Le dernier des six principes du site E-Space - "entraîner et désorbiter" - a suscité plusieurs questions de la part du public, car il s'agit d'une idée plus prospective visant à créer un jour des engins spatiaux capables de contribuer au nettoyage de l'espace dans le cadre de leur propre disparition.

"Cela a suscité beaucoup d'interrogations", a déclaré M. Wyler. "Pouvez-vous fonctionner de manière à ce que votre satellite n'explose pas lorsqu'il est frappé par un objet errant, et pouvez-vous fonctionner de manière à ce que vous attrapiez l'objet et que cela fasse partie de la norme de conception, plutôt que d'être une chose à laquelle vous pourriez penser plus tard ?

Prochaines étapes

Selon M. Wyler, si les autorités réglementaires ont encore des années de retard sur la question des débris orbitaux, l'Europe et l'ESA se sont montrées plus proactives ces derniers temps dans l'examen du problème.

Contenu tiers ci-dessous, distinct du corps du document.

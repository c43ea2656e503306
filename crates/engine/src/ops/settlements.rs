use chrono::{DateTime, Utc};
use sea_orm::{
    DatabaseTransaction, QueryFilter, QueryOrder, QuerySelect, TransactionTrait, prelude::*,
    sea_query::Expr,
};

use crate::{
    BatchReport, CommissionStatus, DistributorBalance, EngineError, MerchantStatus, OrderStatus,
    Period, ResultEngine, Settlement, SettlementAmounts, SettlementDetail, SettlementKind,
    SettlementStatus, SkipReason, commissions, distributors, merchants,
    numbers::SETTLEMENT_PREFIX, settlements, users,
};

use super::{Engine, clamp_limit, decode_cursor, encode_cursor, sum_count, with_tx};

const MERCHANT_TOTAL_SQL: &str = "SELECT COALESCE(SUM(o.actual_amount_minor), 0) AS total, \
            COUNT(o.id) AS items \
     FROM orders o \
     JOIN devices d ON d.id = o.device_id \
     JOIN venues v ON v.id = d.venue_id \
     WHERE v.merchant_id = ? \
       AND o.status = ? \
       AND o.completed_at >= ? \
       AND o.completed_at < ?";

const DISTRIBUTOR_TOTAL_SQL: &str = "SELECT COALESCE(SUM(amount_minor), 0) AS total, \
            COUNT(id) AS items \
     FROM commissions \
     WHERE distributor_id = ? \
       AND status = ? \
       AND created_at >= ? \
       AND created_at < ?";

/// Filters for listing settlements.
///
/// `from` is inclusive and `to` is exclusive (`[from, to)`) on `created_at`.
#[derive(Clone, Debug, Default)]
pub struct SettlementListFilter {
    pub kind: Option<SettlementKind>,
    pub status: Option<SettlementStatus>,
    pub target_id: Option<i64>,
    pub from: Option<DateTime<Utc>>,
    pub to: Option<DateTime<Utc>>,
}

impl SettlementListFilter {
    pub(super) fn validate(&self) -> ResultEngine<()> {
        if let (Some(from), Some(to)) = (self.from, self.to)
            && from >= to
        {
            return Err(EngineError::InvalidPeriod(
                "invalid range: from must be < to".to_string(),
            ));
        }
        Ok(())
    }
}

pub(super) trait ApplySettlementFilters: QueryFilter + Sized {
    fn apply_settlement_filters(self, filter: &SettlementListFilter) -> Self;
}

"J'applaudis l'Agence spatiale européenne et de nombreux organismes de réglementation commencent à se pencher sérieusement sur la question", a-t-il déclaré. "On est passé d'une situation où l'on ne comprenait même pas le problème il y a dix ans à une situation où l'on discute beaucoup du problème aujourd'hui - et où quelques petits éléments de réglementation ont été adoptés.

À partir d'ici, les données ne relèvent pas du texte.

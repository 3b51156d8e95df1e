// ============================================
// File: crates/vpn-directory/src/source.rs
// ============================================
//! # Directory Sources
//!
//! ## Creation Reason
//! Separates "get the feed text" from parsing and caching so the fetcher
//! can be tested without a network.
//!
//! ## Main Functionality
//! - `DirectorySource`: Async trait returning the raw feed body
//! - `HttpSource`: reqwest-backed source with a request timeout
//!
//! ## ⚠️ Important Note for Next Developer
//! - Implementations must be `Send + Sync`
//! - Return the body as-is, all tolerance lives in the parser
//!
//! ## Last Modified
//! v0.1.0 - Initial source abstraction

use std::time::Duration;

use async_trait::async_trait;
use reqwest::Client;
use tracing::debug;

use crate::error::{DirectoryError, Result};

/// Default public feed endpoint.
pub const DEFAULT_SOURCE_URL: &str = "http://www.vpngate.net/api/iphone/";

/// Default request timeout in seconds.
pub const DEFAULT_TIMEOUT_SECS: u64 = 10;

// ============================================
// DirectorySource Trait
// ============================================

/// Anything that can produce a directory feed body.
#[async_trait]
pub trait DirectorySource: Send + Sync {
    /// Fetches the feed body from `url`.
    ///
    /// # Errors
    /// Returns a fetch error (`Http`, `Status`, `Timeout`) on failure.
    async fn fetch_text(&self, url: &str) -> Result<String>;
}

// ============================================
// HttpSource
// ============================================

/// HTTP GET source.
#[derive(Debug, Clone)]
pub struct HttpSource {
    http: Client,
    timeout_secs: u64,
}

impl HttpSource {
    /// Creates a source whose requests give up after `timeout_secs`.
    ///
    /// # Errors
    /// Returns `Http` if the TLS backend cannot be initialized.
    pub fn new(timeout_secs: u64) -> Result<Self> {
        let http = Client::builder()
            .timeout(Duration::from_secs(timeout_secs))
            .user_agent(concat!("vpn-engine/", env!("CARGO_PKG_VERSION")))
            .build()
            .map_err(|e| DirectoryError::http("<client>", e.to_string()))?;
        Ok(Self { http, timeout_secs })
    }

    /// Configured timeout.
    #[must_use]
    pub const fn timeout_secs(&self) -> u64 {
        self.timeout_secs
    }

    fn map_error(&self, url: &str, err: &reqwest::Error) -> DirectoryError {
        if err.is_timeout() {
            DirectoryError::Timeout {
                url: url.to_string(),
                timeout_secs: self.timeout_secs,
            }
        } else {
            DirectoryError::http(url, err.to_string())
        }
    }
}

#[async_trait]
impl DirectorySource for HttpSource {
    async fn fetch_text(&self, url: &str) -> Result<String> {
        debug!(url = %url, "Requesting directory feed");

        let response = self
            .http
            .get(url)
            .send()
            .await
            .map_err(|e| self.map_error(url, &e))?;

        let status = response.status();
        if !status.is_success() {
            return Err(DirectoryError::Status {
                url: url.to_string(),
                status: status.as_u16(),
            });
        }

        let body = response.text().await.map_err(|e| self.map_error(url, &e))?;
        debug!(url = %url, bytes = body.len(), "Directory feed received");
        Ok(body)
    }
}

Avec plus de 150 nations susceptibles de devenir spatiales dans les 10 ou 20 prochaines années, M. Wyler a déclaré qu'il incombe aux dirigeants d'aujourd'hui de s'assurer qu'ils seront en mesure de tirer parti de l'environnement spatial. Une partie de cette tâche pourrait consister à relier l'octroi de droits d'atterrissage aux seuls opérateurs de satellites dotés d'engins spatiaux conçus de manière durable.

"Il faut une grande discussion et une forte pression au niveau politique pour unifier la manière dont nous allons respecter ces normes", a-t-il déclaré.  

Le problème, a-t-il ajouté, est qu'il n'y a pas encore eu suffisamment de discussions pour se mettre d'accord sur les normes elles-mêmes.  

"Si nous ne pouvons pas définir la quantité d'espace dans l'espace, nous ne pourrons pas la réglementer", a déclaré M. Wyler. "Une fois que nous aurons défini et accepté cette notion de manière significative, nous pourrons passer à une répartition équitable de l'espace afin de permettre aux gens d'occuper leur juste part.

E-Space

E-Space est une société spatiale mondiale qui souhaite connecter la Terre et l'espace avec le réseau en orbite basse (LEO) le plus durable. Ce dernier devrait atteindre plus de cent mille satellites de communication multi-applications pour aider les entreprises et les gouvernements à accéder de manière sûre et abordable la puissance de l'espace pour résoudre les problèmes sur Terre.